Given everything that has happened the last couple of months in Uvalde, our nation, and the world, not to mention whatever has gone on in our personal lives, those words from Jesus in today’s gospel (Luke 10:38-42) just might be the gospel understatement of the year. 

Many things have left Martha feeling troubled, anxious, and disturbed. She’s being pulled in different directions. Her life is in pieces, divided into parts. It’s as if there are a thousand different things in her heart and on her mind and she’s not able give time, energy, and attention to the “one thing” needed. Maybe she doesn’t even know what that “one thing” is.

I wonder how many of us here today feel like Martha, “worried and distracted by many things.” I do and I wouldn’t be surprised if you do too. Chances are most of us are living a Martha kind of life. It’s often what happens when we feel overwhelmed and the plumb line of our life is swinging wildly

What are the many things about which you are worried and distracted today? What is dividing your life into parts and pulling you in different directions? And what are those things doing to you and your relationships?

A few weeks ago I was talking with a new friend who lives out of state. He said, “Mike, every driver in Uvalde is now a distracted driver.” It was one of those simple yet profound statements that has stuck with me. It’s not only about driving cars, it’s also a metaphor about how we are living. We’re driving through life with distractions. It’s not just dangerous, it’s exhausting. 

Martha is a distracted driver, and that’s not a criticism of her. When Jesus says to her, “Martha, Martha, you are worried and distracted by many things,” I don’t think he’s making an accusation, he’s making an observation. He’s making a diagnosis not a judgment. 

And when he says, “Mary has chosen the better part” I don’t think he is opposing Mary, who sits at his feet and listens, to Martha, who is busy with many tasks. I don’t think he is saying that Mary is right and Martha is wrong, or that it’s better to sit at his feet and listen than it is to prepare the house and table to welcome a guest. 

Look at the life of Jesus. He lives on a Mary-Martha spectrum, as do we all. Sometimes Jesus went off by himself to be alone, silent, and still; to sit, pray, and listen; to be present to his Father. Other times Jesus was active, on the move, in the midst of people, and busy teaching, healing, feeding 5000. One is not better or more important than the other. We need both.

Jesus isn’t making a value judgment on the things that are distracting Martha. He’s recognizing what those distractions are doing to her. Think about distraction as dis-traction, the loss of traction. When we’re distracted by many things we lose traction and our wheels are spinning. We’re not getting anywhere. 

In what ways have you lost traction in your life today? And how will you get it back? Being more focused, paying better attention, rearranging our schedule, cutting down the to do list, getting some help, self-medicating, avoiding, or complaining are our usual remedies. And so it is for Martha.

Martha thinks if Mary would just help, get up and do some work, everything would be better. She sees her distractions as her circumstances. We often do too. But Jesus doesn’t address the circumstances, he addresses Martha. The distractions are not about what is happening around her but about what is happening within her. Her many tasks have divided her into many parts. 

What if the opposite of and antidote to distraction isn’t focus, working harder, or paying more attention but traction? Traction is what lets us move forward and get somewhere. Maybe that’s what Jesus is talking about when he says, “There is need of only one thing,” Maybe he’s talking about traction. And what if we gain traction when we choose “the better part?” 

Choosing “the better part” doesn’t mean the other parts are inferior or wrong. It simply means that at this time, in this place, and under these circumstances there is a better part to be chosen. What if Martha could have chosen hospitality with the same wholeheartedness with which Mary chose sitting and listening? That just might have been the “one thing” for her, “the better part.”

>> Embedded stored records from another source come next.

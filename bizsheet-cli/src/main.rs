use anyhow::{Context, Result, bail};
use bizsheet_core::config::DEFAULT_PATHS_FILE;
use bizsheet_core::intake::{archive_for_record, find_in_workbooks, rate_everywhere};
use bizsheet_core::sweep::{run_sweep, sweep_by_id};
use bizsheet_core::{
    BizsheetError, PathConfig, Schema, UpdatePayload, archive, lookup, preview, rating,
    write_record,
};
use chrono::{Local, NaiveDate};
use clap::{Args, Parser, Subcommand, ValueEnum};
use std::path::{Path, PathBuf};
use tracing_subscriber::EnvFilter;

mod formatter;

/// Document type used for archived rating certificates
const RATING_DOC_TYPE: &str = "신용평가";

#[derive(Parser)]
#[command(name = "bizsheet")]
#[command(about = "Locate, review and update business records in xlsx workbooks", long_about = None)]
#[command(version)]
struct Cli {
    /// Record layout (TOML); the built-in layout when omitted
    #[arg(long, global = true, value_name = "SCHEMA")]
    schema: Option<PathBuf>,

    /// Document type to workbook path configuration (JSON)
    #[arg(long, global = true, value_name = "PATHS", default_value = DEFAULT_PATHS_FILE)]
    paths: PathBuf,

    #[command(subcommand)]
    command: Commands,
}

#[derive(Args)]
struct WorkbookArgs {
    /// Workbook to use instead of the configured one
    #[arg(short, long, value_name = "FILE")]
    workbook: Option<PathBuf>,

    /// Document type, e.g. "전기 경영상태"; selects the configured workbook
    #[arg(short, long, value_name = "TYPE")]
    doc_type: Option<String>,
}

#[derive(Args)]
struct ArchiveArgs {
    /// Source document to file away afterwards
    #[arg(long, value_name = "FILE", requires = "archive_root")]
    archive: Option<PathBuf>,

    /// Root folder of the archive
    #[arg(long, value_name = "DIR")]
    archive_root: Option<PathBuf>,

    /// Company name, required when the record is not in any workbook
    #[arg(long)]
    name: Option<String>,

    /// Region used for the archive folder
    #[arg(long)]
    region: Option<String>,
}

#[derive(Subcommand)]
enum Commands {
    /// Show the record of a business number
    Lookup {
        /// Business number, hyphens optional
        id: String,

        #[command(flatten)]
        target: WorkbookArgs,

        /// Output format
        #[arg(short, long, value_enum, default_value = "human")]
        format: OutputFormat,
    },

    /// Write new field values and repaint the record
    Update {
        /// Business number, hyphens optional
        id: String,

        #[command(flatten)]
        target: WorkbookArgs,

        /// Field value in edit units, e.g. debt_ratio=45.1 (repeatable)
        #[arg(long = "set", value_name = "KEY=VALUE", value_parser = parse_assignment)]
        set: Vec<(String, String)>,

        /// Threshold ruleset; defaults to the workbook key of the document type
        #[arg(long)]
        ruleset: Option<String>,

        /// Show the before/after comparison without writing
        #[arg(long)]
        dry_run: bool,

        /// Update the workbook only, never archive
        #[arg(long)]
        data_only: bool,

        #[command(flatten)]
        archive: ArchiveArgs,
    },

    /// Write a credit rating into every configured workbook
    Rate {
        /// Business number, hyphens optional
        id: String,

        /// Rating grade, e.g. "A+"
        #[arg(long)]
        grade: String,

        /// First day of validity
        #[arg(long, value_parser = parse_date)]
        start: NaiveDate,

        /// Last day of validity; one year after the start by default
        #[arg(long, value_parser = parse_date)]
        end: Option<NaiveDate>,

        #[command(flatten)]
        archive: ArchiveArgs,
    },

    /// Recolour a whole workbook
    Sweep {
        /// Which sweep to run
        #[arg(value_parser = ["status", "ratings"])]
        sweep: String,

        #[command(flatten)]
        target: WorkbookArgs,

        /// Reference date for rating expiry; today by default
        #[arg(long, value_parser = parse_date)]
        today: Option<NaiveDate>,
    },

    /// File a document without touching any workbook
    Archive {
        /// Document to move
        source: PathBuf,

        /// Root folder of the archive
        #[arg(long)]
        root: PathBuf,

        /// Company name
        #[arg(long)]
        name: String,

        /// Document type used in the file name
        #[arg(long)]
        doc_type: String,

        /// Region used for the archive folder
        #[arg(long)]
        region: Option<String>,
    },

    /// Show or change the workbook path configuration
    Config {
        #[command(subcommand)]
        action: ConfigAction,
    },

    /// Print the record layout in use
    Schema,
}

#[derive(Subcommand)]
enum ConfigAction {
    /// List the configured workbooks
    Show,
    /// Point a workbook key at a file
    SetPath { key: String, workbook: PathBuf },
}

#[derive(Clone, ValueEnum)]
enum OutputFormat {
    /// Human-readable colored output
    Human,
    /// JSON output
    Json,
}

fn parse_assignment(s: &str) -> std::result::Result<(String, String), String> {
    s.split_once('=')
        .map(|(k, v)| (k.trim().to_string(), v.to_string()))
        .ok_or_else(|| format!("expected KEY=VALUE, got '{}'", s))
}

fn parse_date(s: &str) -> std::result::Result<NaiveDate, String> {
    rating::parse_date_input(s).ok_or_else(|| format!("not a date: '{}'", s))
}

/// Workbook key (if known) and path for a command
fn resolve_workbook(target: &WorkbookArgs, paths: &PathConfig) -> Result<(Option<String>, PathBuf)> {
    let key = target
        .doc_type
        .as_deref()
        .and_then(|t| paths.workbook_key_for(t))
        .map(str::to_string);

    if let Some(workbook) = &target.workbook {
        return Ok((key, workbook.clone()));
    }
    let Some(doc_type) = &target.doc_type else {
        bail!("Pass --workbook or --doc-type");
    };
    let Some(key) = key else {
        bail!("No workbook key matches document type '{}'", doc_type);
    };
    let path = paths.workbook(&key).with_context(|| {
        format!(
            "Workbook for '{}' is not configured; run `bizsheet config set-path {} <FILE>`",
            key, key
        )
    })?;
    Ok((Some(key), path))
}

fn run_lookup(
    id: &str,
    target: &WorkbookArgs,
    format: &OutputFormat,
    schema: &Schema,
    paths: &PathConfig,
) -> Result<()> {
    let found = if target.workbook.is_none() && target.doc_type.is_none() {
        find_in_workbooks(paths, schema, id).map(|f| (f.path, f.record))
    } else {
        let (_, path) = resolve_workbook(target, paths)?;
        lookup(&path, schema, id)?.map(|record| (path, record))
    };

    let Some((path, record)) = found else {
        formatter::print_failure(&format!("Business number '{}' not found", id));
        std::process::exit(1);
    };
    match format {
        OutputFormat::Human => formatter::print_record(&path, &record, schema),
        OutputFormat::Json => formatter::print_record_json(&path, &record)?,
    }
    Ok(())
}

#[allow(clippy::too_many_arguments)]
fn run_update(
    id: &str,
    target: &WorkbookArgs,
    set: &[(String, String)],
    ruleset: Option<String>,
    dry_run: bool,
    data_only: bool,
    archive_args: &ArchiveArgs,
    schema: &Schema,
    paths: &PathConfig,
) -> Result<()> {
    let (key, path) = resolve_workbook(target, paths)?;

    let mut payload = UpdatePayload::new();
    for (field, value) in set {
        if schema.field(field).is_none() {
            bail!("Unknown field '{}'", field);
        }
        payload = payload.set(field.as_str(), value.as_str());
    }
    payload.ruleset = ruleset.or_else(|| key.clone());

    let record = lookup(&path, schema, id)?;
    if let Some(record) = &record {
        formatter::print_preview(&preview(record, schema, &payload));
    }
    if dry_run {
        println!("\n[DRY RUN] Nothing written to '{}'", path.display());
        return Ok(());
    }

    let doc_type = target.doc_type.clone().or(key);
    let archive_target = match (&archive_args.archive, &archive_args.archive_root) {
        (Some(source), Some(root)) if !data_only => Some((source.as_path(), root.as_path())),
        _ => None,
    };

    match record {
        Some(record) => {
            let updated = write_record(&path, schema, id, &payload)?;
            if updated.is_empty() {
                formatter::print_success("Record repainted, no values written");
            } else {
                formatter::print_success(&format!("Updated: {}", updated.join(", ")));
            }
            if let Some((source, root)) = archive_target {
                let doc_type = doc_type.context("--doc-type is needed to name the archive")?;
                let filed = match &archive_args.name {
                    Some(name) => archive::archive(
                        source,
                        root,
                        name,
                        &doc_type,
                        archive_args.region.as_deref(),
                    )?,
                    None => archive_for_record(&record, schema, source, root, &doc_type)?,
                };
                formatter::print_success(&format!("Archived to {}", filed.display()));
            }
        }
        None => {
            let (Some((source, root)), Some(name)) = (archive_target, &archive_args.name) else {
                return Err(BizsheetError::NotFound(id.to_string()).into());
            };
            let doc_type = doc_type.context("--doc-type is needed to name the archive")?;
            let filed = archive::archive(
                source,
                root,
                name,
                &doc_type,
                archive_args.region.as_deref(),
            )?;
            formatter::print_success(&format!(
                "New company, document archived to {}",
                filed.display()
            ));
        }
    }
    Ok(())
}

fn run_rate(
    id: &str,
    grade: &str,
    start: NaiveDate,
    end: Option<NaiveDate>,
    archive_args: &ArchiveArgs,
    schema: &Schema,
    paths: &PathConfig,
) -> Result<()> {
    let end = end.unwrap_or_else(|| rating::default_end(start));
    let text = rating::compose(grade, start, end)?;
    println!("Rating text: {}", text.replace('\n', " "));

    let found = find_in_workbooks(paths, schema, id);
    let outcome = rate_everywhere(paths, schema, id, &text)?;
    for key in &outcome.updated {
        formatter::print_success(&format!("{}: rating written", key));
    }
    for (key, message) in &outcome.failed {
        formatter::print_failure(&format!("{}: {}", key, message));
    }
    println!("{} of {} workbooks updated", outcome.updated.len(), paths.configured().len());

    if let (Some(source), Some(root)) = (&archive_args.archive, &archive_args.archive_root) {
        let filed = match (&archive_args.name, &found) {
            (Some(name), _) => archive::archive(
                source,
                root,
                name,
                RATING_DOC_TYPE,
                archive_args.region.as_deref(),
            )?,
            (None, Some(found)) => {
                archive_for_record(&found.record, schema, source, root, RATING_DOC_TYPE)?
            }
            (None, None) => bail!("Company not found; pass --name to archive the document"),
        };
        formatter::print_success(&format!("Archived to {}", filed.display()));
    }
    Ok(())
}

fn run_sweep_command(
    sweep: &str,
    target: &WorkbookArgs,
    today: Option<NaiveDate>,
    schema: &Schema,
    paths: &PathConfig,
) -> Result<()> {
    let (_, path) = resolve_workbook(target, paths)?;
    let today = today.unwrap_or_else(|| Local::now().date_naive());
    let sweep = sweep_by_id(sweep, today).with_context(|| format!("Unknown sweep '{}'", sweep))?;
    let changed = run_sweep(&path, sweep.as_ref(), &schema.rating_marker)?;
    formatter::print_success(&format!(
        "{}: {} cells recoloured in {}",
        sweep.name(),
        changed,
        path.display()
    ));
    Ok(())
}

fn run_config(action: ConfigAction, paths_file: &Path, mut paths: PathConfig) -> Result<()> {
    match action {
        ConfigAction::Show => {
            for (key, workbook) in &paths.workbooks {
                let shown = if workbook.trim().is_empty() {
                    "(not set)"
                } else {
                    workbook.as_str()
                };
                println!("  {:<8} {}", key, shown);
            }
        }
        ConfigAction::SetPath { key, workbook } => {
            paths.set_path(&key, &workbook);
            paths.save(paths_file)?;
            formatter::print_success(&format!("'{}' now points to {}", key, workbook.display()));
        }
    }
    Ok(())
}

/// `RUST_LOG` directives when set and valid, warnings otherwise
fn log_filter(directives: Option<String>) -> EnvFilter {
    directives
        .and_then(|d| EnvFilter::try_new(d).ok())
        .unwrap_or_else(|| EnvFilter::new("warn"))
}

fn main() -> Result<()> {
    tracing_subscriber::fmt()
        .with_env_filter(
            log_filter(std::env::var(EnvFilter::DEFAULT_ENV).ok()),
        )
        .with_writer(std::io::stderr)
        .init();

    let cli = Cli::parse();

    let schema = match &cli.schema {
        Some(path) => Schema::from_file(path)
            .with_context(|| format!("Failed to load schema from {}", path.display()))?,
        None => Schema::default(),
    };
    let paths = PathConfig::load(&cli.paths)
        .with_context(|| format!("Failed to load paths from {}", cli.paths.display()))?;

    match cli.command {
        Commands::Lookup { id, target, format } => run_lookup(&id, &target, &format, &schema, &paths),
        Commands::Update {
            id,
            target,
            set,
            ruleset,
            dry_run,
            data_only,
            archive,
        } => run_update(
            &id, &target, &set, ruleset, dry_run, data_only, &archive, &schema, &paths,
        ),
        Commands::Rate {
            id,
            grade,
            start,
            end,
            archive,
        } => run_rate(&id, &grade, start, end, &archive, &schema, &paths),
        Commands::Sweep {
            sweep,
            target,
            today,
        } => run_sweep_command(&sweep, &target, today, &schema, &paths),
        Commands::Archive {
            source,
            root,
            name,
            doc_type,
            region,
        } => {
            let filed = archive::archive(&source, &root, &name, &doc_type, region.as_deref())?;
            formatter::print_success(&format!("Archived to {}", filed.display()));
            Ok(())
        }
        Commands::Config { action } => run_config(action, &cli.paths, paths),
        Commands::Schema => {
            print!("{}", schema.to_toml()?);
            Ok(())
        }
    }
}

We don’t all have to choose the same “one thing.” What if there is a “better part” for you and a “better part” for me just like there is for Mary and Martha? And what if in wholeheartedly choosing the “one thing” our lives are enlarged and together we begin responding to the needs of one another and the world?

I suspect that wholehearted presence is a key to choosing “the better part.” When we’re wholehearted the divided parts of our lives reunite. Choosing “the better part” is not, however, a one time choice. It’s a choice made in a particular set of circumstances. So we must hold our choice lightly so when the context changes or other circumstances present themselves we can choose the next “better part.” Otherwise, we just continue living as distracted drivers. 

When you look at all the many tasks and distractions in your life today what is the “one thing” for you, “the better part?” What would it take to be a little more wholeheartedly present? What would give you some traction these days?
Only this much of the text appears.